*WHAT TO PRODUCE*.
Verbatim output of the full listing is required.

*EXTRACTED RECORDS*.
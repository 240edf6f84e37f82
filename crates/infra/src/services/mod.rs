mod notifier;

pub use notifier::{
    INotificationTransport, InMemoryTransport, LoggingTransport, OutgoingNotification,
    WebhookTransport,
};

*TASK RESULT*.
repository 240edf6f84e37f82
filename crates/infra/src/services/mod.rs
mod notifier;

pub use notifier::{
    INotificationTransport, InMemoryTransport, LoggingTransport, OutgoingNotification,
    WebhookTransport,
};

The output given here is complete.